Southeast Side activists like Ramirez, the Midwest outreach manager for the Natural Resources Defense Council, spoke in a news conference Tuesday about their hopes that Brandon Johnson’s new mayoral administration will continue to build on one of former Mayor Lori Lightfoot’s last actions in office: an agreement to overhaul city practices that have led to industrial disparities in Black and brown neighborhoods already burdened by high levels of pollution.

“This is a long time coming,” Ramirez said at the news conference.

“I’m glad that the city decided to settle with (the U.S. Department of Housing and Urban Development) on this complaint that we put forward,” said Cheryl Johnson, the executive director of the environmental justice organization People for Community Recovery and the daughter of the late Hazel Johnson, known as the mother of environmental justice. “We get a victory — but the war is still on.”

The city of Chicago reached the historic agreement with HUD Friday after Southeast Side activists initiated a yearslong federal civil rights investigation into local laws that allowed polluters to be concentrated in certain communities, many of which are on the Southeast Side.

In these areas, sewage treatment, refuse and garbage plants, landfills and chemical-processing facilities subjected residents to toxic materials in the air, land and water. Many of these residents are plagued by higher rates of coronary heart disease and chronic obstructive pulmonary disease than in any other part of the city, according to the nonpartisan Alliance for the Great Lakes.

“There was human sacrifices to get to this point where we are today,” Cheryl Johnson said.

The federal investigation began in 2020, after Reserve Management Group took over and closed metal shredder General Iron in the affluent, mostly white Lincoln Park neighborhood, with the plan to move operations to the East Side neighborhood, home largely to working-class communities of color.

When the move was proposed, neighborhood activists petitioned the U.S. Environmental Protection Agency and HUD to investigate the matter. Some teachers and community members even went on a monthlong hunger strike to protest what they considered to be environmental racism.

In February 2022, former Mayor Lori Lightfoot rejected a permit for RMG, a decision the company appealed to a city administrative judge.

In the last week of her mayoral administration and just a few days ahead of the agreement, she issued an executive order that requires city agencies to make decisions based on community impact assessments and to implement environmental justice efforts in certain neighborhoods. These actions were built into the HUD agreement.

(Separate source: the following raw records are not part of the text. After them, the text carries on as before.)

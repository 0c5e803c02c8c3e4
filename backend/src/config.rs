//! Runtime configuration.
//!
//! Values are layered: built-in defaults, then an optional `portal.toml` in
//! the working directory, then environment variables such as
//! `PORTAL__SERVER__PORT=9000` or `PORTAL__IMPORT__BATCH_SIZE=100`.

use config::{Config, ConfigError, Environment, File};
use serde::Deserialize;
use std::path::PathBuf;

const CONFIG_FILE_NAME: &str = "portal";
const ENV_PREFIX: &str = "PORTAL";

const DEFAULT_HOST: &str = "127.0.0.1";
const DEFAULT_PORT: u16 = 8080;
/// Largest JSON body accepted, enough for big form schemas.
const DEFAULT_MAX_JSON_PAYLOAD: usize = 10 * 1024 * 1024;

const DEFAULT_DATABASE_PATH: &str = "portal.sqlite";

/// Rows inserted per statement batch during CSV import.
pub const DEFAULT_IMPORT_BATCH_SIZE: usize = 50;
const DEFAULT_UPLOAD_DIR: &str = "uploads";
const DEFAULT_MAX_UPLOAD_BYTES: usize = 20 * 1024 * 1024;

const DEFAULT_FROM_ADDRESS: &str = "scholarships@example.org";
const DEFAULT_PORTAL_URL: &str = "http://127.0.0.1:8080";

#[derive(Debug, Clone, Deserialize)]
pub struct ServerConfig {
    pub host: String,
    pub port: u16,
    /// Opens the portal in the default browser once the server is up.
    pub open_browser: bool,
    pub max_json_payload: usize,
}

#[derive(Debug, Clone, Deserialize)]
pub struct DatabaseConfig {
    pub path: PathBuf,
}

#[derive(Debug, Clone, Deserialize)]
pub struct ImportConfig {
    pub batch_size: usize,
    pub upload_dir: PathBuf,
    pub max_upload_bytes: usize,
}

#[derive(Debug, Clone, Deserialize)]
pub struct NotificationConfig {
    pub enabled: bool,
    pub from_address: String,
    /// Base URL used for links inside emails.
    pub portal_url: String,
}

#[derive(Debug, Clone, Deserialize)]
pub struct AppConfig {
    pub server: ServerConfig,
    pub database: DatabaseConfig,
    pub import: ImportConfig,
    pub notifications: NotificationConfig,
}

impl AppConfig {
    pub fn load() -> Result<Self, ConfigError> {
        Self::builder()?
            .add_source(File::with_name(CONFIG_FILE_NAME).required(false))
            .add_source(
                Environment::with_prefix(ENV_PREFIX)
                    .separator("__")
                    .try_parsing(true),
            )
            .build()?
            .try_deserialize()
    }

    /// Defaults only.
    pub fn defaults() -> Result<Self, ConfigError> {
        Self::builder()?.build()?.try_deserialize()
    }

    fn builder() -> Result<config::ConfigBuilder<config::builder::DefaultState>, ConfigError> {
        Config::builder()
            .set_default("server.host", DEFAULT_HOST)?
            .set_default("server.port", DEFAULT_PORT as i64)?
            .set_default("server.open_browser", true)?
            .set_default("server.max_json_payload", DEFAULT_MAX_JSON_PAYLOAD as i64)?
            .set_default("database.path", DEFAULT_DATABASE_PATH)?
            .set_default("import.batch_size", DEFAULT_IMPORT_BATCH_SIZE as i64)?
            .set_default("import.upload_dir", DEFAULT_UPLOAD_DIR)?
            .set_default("import.max_upload_bytes", DEFAULT_MAX_UPLOAD_BYTES as i64)?
            .set_default("notifications.enabled", true)?
            .set_default("notifications.from_address", DEFAULT_FROM_ADDRESS)?
            .set_default("notifications.portal_url", DEFAULT_PORTAL_URL)
    }

    pub fn url(&self) -> String {
        format!("http://{}:{}", self.server.host, self.server.port)
    }

    /// Batch size with a floor of one row.
    pub fn import_batch_size(&self) -> usize {
        self.import.batch_size.max(1)
    }
}

#[cfg(test)]
pub(crate) mod tests {
    use super::*;
    use std::path::Path;

    /// Defaults pointed at a scratch directory, for handler tests.
    pub(crate) fn scratch_config(dir: &Path) -> AppConfig {
        let mut config = AppConfig::defaults().unwrap();
        config.database.path = dir.join("portal.sqlite");
        config.import.upload_dir = dir.join("uploads");
        config.server.open_browser = false;
        config
    }

    #[test]
    fn defaults_are_complete() {
        let config = AppConfig::defaults().unwrap();
        assert_eq!(config.server.port, DEFAULT_PORT);
        assert_eq!(config.import.batch_size, 50);
        assert_eq!(config.database.path, PathBuf::from("portal.sqlite"));
        assert_eq!(config.url(), "http://127.0.0.1:8080");
    }

    #[test]
    fn batch_size_never_drops_to_zero() {
        let mut config = AppConfig::defaults().unwrap();
        config.import.batch_size = 0;
        assert_eq!(config.import_batch_size(), 1);
    }
}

The three-year binding agreement with the federal government will see reforms in City Hall planning, zoning and land-use practices. Community activists say the settlement will have repercussions on communities of color in Chicago and in major cities across the country.

“It’s also very inspirational for communities that are struggling with environmental racism across the country,” said Olga Bautista, executive director of the Southeast Environmental Task Force. “This really could be a model for how cities (can) work together with impacted communities.”

Rob Weinstock, attorney for the task force and the Southeast Side Coalition to Ban Petcoke and director of the environmental advocacy center at Northwestern University’s Pritzker School of Law, explained how this agreement can be a blueprint for other cities and communities in the United States.

“One of the aspects of this agreement that is both exciting and can be a little frustrating is that it is very process-oriented,” Weinstock said. “It’s about building off the processes that the city was already doing, adding to them, making sure they’re community-driven and then completing them to have real, lasting, sweeping reform.

“That also means, though, that this agreement is transferable to other communities around the country, because they can look at their own history, their own land-use regulations and they can say, ‘Oh, this is how they’re reforming them in Chicago, let’s use those processes, but apply them to our own situation.’ So that’s very exciting on a national level.”

Bautista said Southeast Side environmental justice advocates have committed to working with the Johnson administration to not only implement the settlement but also further strengthen its provisions.